According to the latest opinion polls, Lula now has up to 60% percent of the vote and a 30-point lead ahead of Serra. Other left-of-center candidates who participated in the first round elections–Ciro Gomes from a coalition of small parties and Anthony Garotinha from the Partido Socialista Brasileira (Brazilian Socialist Party, PSB)–have pledged their support to the PT. And even members of Brazil’s largest party, the centrist Partido do Movimento Democratico Brasiliera (Brazilian Democratic Movement, PMDB) and the rightwing Partido do Frente Liberal (Liberal Front Party)–both of which form part of the government of President Fernando Henrique Cardoso–are jumping ship.
It is a near impossibility that Serra could pick up the over a million votes per day he would need to win before the run off election. The situation has PT supporters excited about instituting real change in how Latin America’s largest country is governed and financial investors fretting that such change will impact the neo-liberal reforms instituted under Cardoso’s two terms in office.
The simple fact that Lula, who comes from a poor family from the country’s impoverished northeast region, could assume Brazil’s presidency gives the majority of this country’s population, who fall outside of the closed circle of elite power and privilege, renewed hope in Brazilian democracy. Brazil is one of the most unequal countries in the world in terms of income and wealth distribution.

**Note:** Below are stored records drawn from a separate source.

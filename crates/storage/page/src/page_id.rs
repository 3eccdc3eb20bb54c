use std::fmt;

/// A simple type to define the unique identity of a file, which is at its core just a u32.
pub type FileId = u32;

/// A unique identifier for any page, scoped to the file containing it.
#[derive(Debug, Clone, Copy, PartialEq, Eq, Hash)]
pub struct PageId {
    /// Unique identifier of the file containing the page.
    pub file_id: FileId,

    /// The specific page number within the file.
    pub page_number: u32,
}

impl PageId {
    /// Creates a new `PageId` instance with the given file ID and page number.
    pub fn new(file_id: FileId, page_number: u32) -> Self {
        Self {
            file_id,
            page_number,
        }
    }
}

impl fmt::Display for PageId {
    fn fmt(&self, f: &mut fmt::Formatter<'_>) -> fmt::Result {
        write!(f, "{}:{}", self.file_id, self.page_number)
    }
}

/// Identifies a single record by the page that holds it and its 1-based slot number
/// within that page. Slot number 0 is never a valid record.
#[derive(Debug, Clone, Copy, PartialEq, Eq, Hash)]
pub struct RecordId {
    /// Page number within the owning file.
    pub page_number: u32,
    /// 1-based slot number within the page. Never zero for a valid record.
    pub slot_number: u16,
}

impl RecordId {
    /// Creates a new `RecordId`. Panics if `slot_number` is zero, since slot 0 is the
    /// reserved sentinel for "no record".
    pub fn new(page_number: u32, slot_number: u16) -> Self {
        assert_ne!(slot_number, 0, "slot number 0 is reserved and never valid");
        Self {
            page_number,
            slot_number,
        }
    }
}

impl fmt::Display for RecordId {
    fn fmt(&self, f: &mut fmt::Formatter<'_>) -> fmt::Result {
        write!(f, "{}#{}", self.page_number, self.slot_number)
    }
}
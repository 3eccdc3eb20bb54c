use std::array::TryFromSliceError;
use thiserror::Error;

/// Errors raised while reading or writing fixed-width little-endian fields
/// through a byte slice.
#[derive(Error, Debug)]
pub enum BinaryError {
    /// The requested range does not fit inside the provided slice.
    #[error(
        "attempt to access {expected} bytes at offset {from_offset}, but the slice does not contain that range"
    )]
    InvalidSliceRange {
        /// Number of bytes the accessor tried to read or write.
        expected: usize,
        /// Offset at which the access was attempted.
        from_offset: usize,
    },
    /// A fixed-size array conversion failed after the length was already checked.
    #[error("error converting a slice to a fixed-size array")]
    SliceConversionError(#[from] TryFromSliceError),
}
use crate::errors::delete_error::DeleteError;
use crate::errors::header_error::HeaderError;
use crate::errors::insert_error::InsertError;
use crate::errors::slot_error::SlotError;
use thiserror::Error;

#[derive(Debug, Error)]
pub(crate) enum UpdateError {
    #[error("unable to update record of {record_len} bytes in page with {page_free_space} free bytes")]
    InsufficientSpace {
        record_len: usize,
        page_free_space: usize,
    },
    #[error("error while accessing slot directory")]
    SlotError(#[from] SlotError),
    #[error("error while accessing header")]
    HeaderError(#[from] HeaderError),
    #[error("error while writing the updated record")]
    InsertError(#[from] InsertError),
    #[error("error while deleting the previous record")]
    DeleteError(#[from] DeleteError),
}
use std::fmt;
use std::path::PathBuf;

use anyhow::Result;
use tracing::{debug, info, warn};

use super::context::ProcessContext;
use super::sink::OutputSink;
use crate::categorizer::resolve_category;
use crate::models::{CategoryAssignment, Conversation, IndexEntry, RawTimestamp};
use crate::transcript::{
    WalkError, collect_plain_text, collect_transcript, render_markdown, render_prompt,
};
use crate::utils::naming::FILE_TIMESTAMP_FORMAT;
use crate::utils::{
    PLACEHOLDER_NAME, category_dir_name, fingerprint, folder_name, prompt_path, sanitize,
    unique_path,
};

/// Recoverable problems that were patched over while processing a conversation
#[derive(Debug, Clone, Copy, PartialEq, Eq)]
pub enum ConversationWarning {
    /// `create_time` absent, null or zero; the run's start time was used
    MissingCreationTime,
    /// Title absent or blank; the placeholder name was used
    EmptyTitle,
}

/// Why a conversation produced no output
#[derive(Debug, Clone, PartialEq, Eq)]
pub enum SkipReason {
    /// No node without a parent
    MissingRoot,
    /// The node tree reaches this node more than once
    CycleDetected(String),
}

impl fmt::Display for SkipReason {
    fn fmt(&self, f: &mut fmt::Formatter<'_>) -> fmt::Result {
        match self {
            SkipReason::MissingRoot => f.write_str("could not find root node"),
            SkipReason::CycleDetected(id) => write!(f, "cycle detected at node '{}'", id),
        }
    }
}

impl From<WalkError> for SkipReason {
    fn from(err: WalkError) -> Self {
        match err {
            // the root id comes from the mapping itself, so this only means a broken tree
            WalkError::NotFound(_) => SkipReason::MissingRoot,
            WalkError::CycleDetected(id) => SkipReason::CycleDetected(id),
        }
    }
}

#[derive(Debug, Clone, PartialEq, Eq)]
pub struct ProcessedConversation {
    pub assignment: CategoryAssignment,
    pub entry: IndexEntry,
    pub prompt_path: PathBuf,
    pub warnings: Vec<ConversationWarning>,
}

#[derive(Debug, Clone, PartialEq, Eq)]
pub enum Outcome {
    Indexed(Box<ProcessedConversation>),
    Skipped { title: String, reason: SkipReason },
}

/// Categorizes, names, renders and writes one conversation
///
/// Skips (missing root, cycles) are returned as [`Outcome::Skipped`] before
/// anything is written. `Err` is reserved for sink failures, which end the run.
pub fn process_conversation(
    conversation: &Conversation,
    ctx: &ProcessContext<'_>,
    sink: &mut dyn OutputSink,
) -> Result<Outcome> {
    let mut warnings = Vec::new();

    let title = sanitize(conversation.title.as_deref());
    if conversation.title.as_deref().is_none_or(|t| t.trim().is_empty()) {
        warn!("Conversation without a title, using '{}'", PLACEHOLDER_NAME);
        warnings.push(ConversationWarning::EmptyTitle);
    }

    let Some(root_id) = conversation.mapping.root_id() else {
        warn!(title = %title, "Could not find root node for conversation, skipping");
        return Ok(Outcome::Skipped { title, reason: SkipReason::MissingRoot });
    };

    let walked = collect_transcript(root_id, &conversation.mapping).and_then(|transcript| {
        let content_text = if ctx.options.categorize.by_content_keywords {
            Some(collect_plain_text(root_id, &conversation.mapping)?)
        } else {
            None
        };
        Ok((transcript, content_text))
    });
    let (transcript, content_text) = match walked {
        Ok(walked) => walked,
        Err(e) => {
            let reason = SkipReason::from(e);
            warn!(title = %title, "Skipping conversation: {}", reason);
            return Ok(Outcome::Skipped { title, reason });
        }
    };
    if transcript.is_empty() {
        debug!(title = %title, "Conversation has no text messages");
    }

    let created = match conversation.create_time.as_ref().and_then(RawTimestamp::to_datetime) {
        Some(created) => created,
        None => {
            warn!(title = %title, "'create_time' not found for conversation, using current time");
            warnings.push(ConversationWarning::MissingCreationTime);
            ctx.now
        }
    };

    let raw_create_time = conversation.create_time.as_ref().map(|ts| ts.raw.as_str());
    let fingerprint = fingerprint(&title, raw_create_time);
    let conversation_id =
        conversation.export_id().map(str::to_string).unwrap_or_else(|| fingerprint.clone());

    let assignment = resolve_category(
        &conversation_id,
        &title,
        content_text.as_deref(),
        ctx.taxonomy,
        ctx.overrides,
        ctx.options.categorize,
    );

    let folder = ctx
        .options
        .output_dir
        .join(category_dir_name(&assignment.category))
        .join(folder_name(&created, &fingerprint));
    let timestamp_iso = created.format(FILE_TIMESTAMP_FORMAT).to_string();
    let transcript_path = unique_path(&folder, &title, &timestamp_iso);
    let prompt_path = prompt_path(&folder, &title, &timestamp_iso);

    info!(title = %title, path = %transcript_path.display(), "Writing conversation");
    let updated = sink.write(&transcript_path, &render_markdown(&transcript))?;
    sink.write(&prompt_path, &render_prompt(&transcript))?;

    let entry = IndexEntry {
        title,
        created,
        updated,
        message_count: transcript.message_count(),
        output_path: transcript_path,
    };

    Ok(Outcome::Indexed(Box::new(ProcessedConversation { assignment, entry, prompt_path, warnings })))
}
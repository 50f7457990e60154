pub mod commands;

pub use commands::{Cli, execute, run};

"This is the first time that there is a chance for real change. Such change has many scared, and probably will not happen immediately, but I believe that it will result in more jobs and lead to improved education," said Helen Navajas, a student at the Univesidade Federal de Ouro Preto.
Those who plan to vote for Serra believe the opposite will happen. "Lula will destroy what is left in the country and increase the country’s economic problems and unemployment," said Cristiane Trezze, who works as a bank attendant in Rio.
The fear expressed by some anti-Lula citizens is augmented by the current crisis of confidence in the country’s finances. In the week after the election, the local currency, the real, surpassed the Argentine peso and closed at R$3.99 to the dollar. The real has lost more than 40% of its value just this year.
The PT and other critics of Cardoso claim that the appreciation of the real results more from the country’s excessive dependency on foreign savings to finance its development than the prospect of a left-of-center government coming to power. The threat of a pending U.S.-Iraq conflict as well as recession and corporate scandals in the United States are also making it more difficult for Brazil to attract foreign capital.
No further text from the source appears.